The Amazons live review: crowd-pleasing stadium rock makes for a night of fun

As blue-toned light fills the 1500-capacity main room of Birmingham’s O2 Institute, there is an air of excitement and anticipation. The stage layout is simple: a white sheet covers the back of the stage, and two rectangles hang from the ceiling. Anyone who has listened to The Amazons new album How Will I Know If Heaven Will Find Me? will recognise this as a reference to the house on the album’s cover. And as blood-red spotlights turn on and shine onto the stage, the band emerge. The opening riff and powerful drum intro to ‘How Will I Know’ start playing. The crowd, anticipating the show about to begin, erupts into a cacophony of cheers. 

Hailing from Reading, the four-piece band have mastered modern rock. It’s not an original sound by any means but it makes for crowd-pleasing live performances. What’s more, most, if not all, of The Amazons’ songs, have crowd interaction built into them, which have been written with festival or arena crowds in mind. This means that even if you weren’t familiar with the song before them starting, you were singing along to the chorus by the end. Countless ‘whoahs’, ‘ohs’, and ‘ahs’ follow the songs’ choruses. By the end of every song, they had every single member of the crowd singing along with them. It is this that makes The Amazons fun to see for both their most loyal fans (including someone in the audience who had apparently seen them 60 times) and their newer ones. Inexplicably, this also included the crowd shouting “sexy ginger bastard” at lead singer Matt Thompson, something which continued throughout the entire show. 
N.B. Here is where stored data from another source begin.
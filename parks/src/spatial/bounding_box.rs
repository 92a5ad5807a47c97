use std::hash::Hash;

/// A 2D bounding box represented by minimum and maximum coordinates.
///
/// `x` is longitude and `y` is latitude. Boxes built with
/// [`BoundingBox::from_corners`] are normalised, so the order in which the two
/// corners are given does not matter.
///
/// # Examples
///
/// ```rust
/// use parks::spatial::BoundingBox;
///
/// let bbox = BoundingBox::from_corners([10.0, 10.0], [0.0, 0.0]);
/// assert!(bbox.contains_point(5.0, 5.0));
/// assert!(!bbox.contains_point(50.0, 50.0));
/// ```
#[derive(Clone, PartialEq, Default, Debug, serde::Deserialize, serde::Serialize)]
pub struct BoundingBox {
    /// Minimum X coordinate
    pub min_x: f64,
    /// Minimum Y coordinate
    pub min_y: f64,
    /// Maximum X coordinate
    pub max_x: f64,
    /// Maximum Y coordinate
    pub max_y: f64,
}

impl Eq for BoundingBox {}

impl Hash for BoundingBox {
    fn hash<H: std::hash::Hasher>(&self, state: &mut H) {
        self.min_x.to_bits().hash(state);
        self.min_y.to_bits().hash(state);
        self.max_x.to_bits().hash(state);
        self.max_y.to_bits().hash(state);
    }
}

impl std::fmt::Display for BoundingBox {
    fn fmt(&self, f: &mut std::fmt::Formatter<'_>) -> std::fmt::Result {
        write!(f, "BoundingBox({}, {}, {}, {})", self.min_x, self.min_y, self.max_x, self.max_y)
    }
}

impl BoundingBox {
    /// Creates a new bounding box with the specified coordinates.
    pub fn new(min_x: f64, min_y: f64, max_x: f64, max_y: f64) -> BoundingBox {
        BoundingBox {
            min_x,
            min_y,
            max_x,
            max_y,
        }
    }

    /// Creates a normalised bounding box from two opposite `[x, y]` corners.
    pub fn from_corners(a: [f64; 2], b: [f64; 2]) -> BoundingBox {
        BoundingBox::new(a[0].min(b[0]), a[1].min(b[1]), a[0].max(b[0]), a[1].max(b[1]))
    }

    /// Returns the width of the bounding box.
    pub fn width(&self) -> f64 {
        self.max_x - self.min_x
    }

    /// Returns the height of the bounding box.
    pub fn height(&self) -> f64 {
        self.max_y - self.min_y
    }

    /// Returns the center point of the bounding box.
    pub fn center(&self) -> (f64, f64) {
        ((self.min_x + self.max_x) / 2.0, (self.min_y + self.max_y) / 2.0)
    }

    /// Checks if this bounding box contains a point. Edges are inclusive.
    pub fn contains_point(&self, x: f64, y: f64) -> bool {
        x >= self.min_x && x <= self.max_x && y >= self.min_y && y <= self.max_y
    }

    /// Checks if this bounding box is a point (zero area).
    pub fn is_point(&self) -> bool {
        self.min_x == self.max_x && self.min_y == self.max_y
    }

    /// Checks if this bounding box is valid (min <= max).
    pub fn is_valid(&self) -> bool {
        self.min_x <= self.max_x && self.min_y <= self.max_y
    }
}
At this point, the crowd is a uniform mass bouncing up and down

Halfway through the set, the band take time to introduce themselves and note how beautiful Birmingham was – something that evoked a roaring cheer drenched with irony. It is then that Birmingham native Harry Koisser, the band Peace’s frontman, walks out onto the stage. After explaining that he had helped The Amazons make How Will I Know, both he and The Amazons break out into an acoustic rendition of Peace’s song ‘Lovesick’. The crowd clap and sing along, reacting just as well as they did to The Amazons’ songs. 

Although The Amazons’ songs from their newest album were received well live, it is not until the second half of the set, where the band play their older hits, that the room explodes into whoops and cheers. The band, now reaching the end of their set, play classics like ‘Junk Food Forever’, ‘Mother’, and ‘Stay With Me’, which go down a treat. By the encore, no one in the venue is silent. As they finish playing ‘Bloodrush’, the lead single off How Will I Know, people know exactly what comes next: their biggest song, ‘Black Magic’. At this point, the crowd is a uniform mass bouncing up and down to the beat and with people of all ages singing along to both its iconic riff and chorus. 

In their current form, The Amazons simply lack the ‘wow factor’

With the band’s sound consisting of shiny polished guitars, reverberating drum beats and Thompson’s powerful vocals, The Amazons encapsulate the sound of modern rock. After hearing the strength of Thompson’s voice live and the power that the band’s three guitars bring, it is easy to imagine The Amazons stepping up to the role of playing crowds of tens of thousands of people instead of Birmingham’s O2 Insititute. But in their current form, The Amazons simply lack the ‘wow factor’ that would enable them to play such venues. Because while formulaic rock songs might get the audience participation going, there is only so far these can get you. With the market being so saturated, The Amazons have carved out a space for themselves, but fall short of the mark in terms of standing out. But for a night of fun, adrenaline, and some good old rock music, The Amazons fill that role perfectly.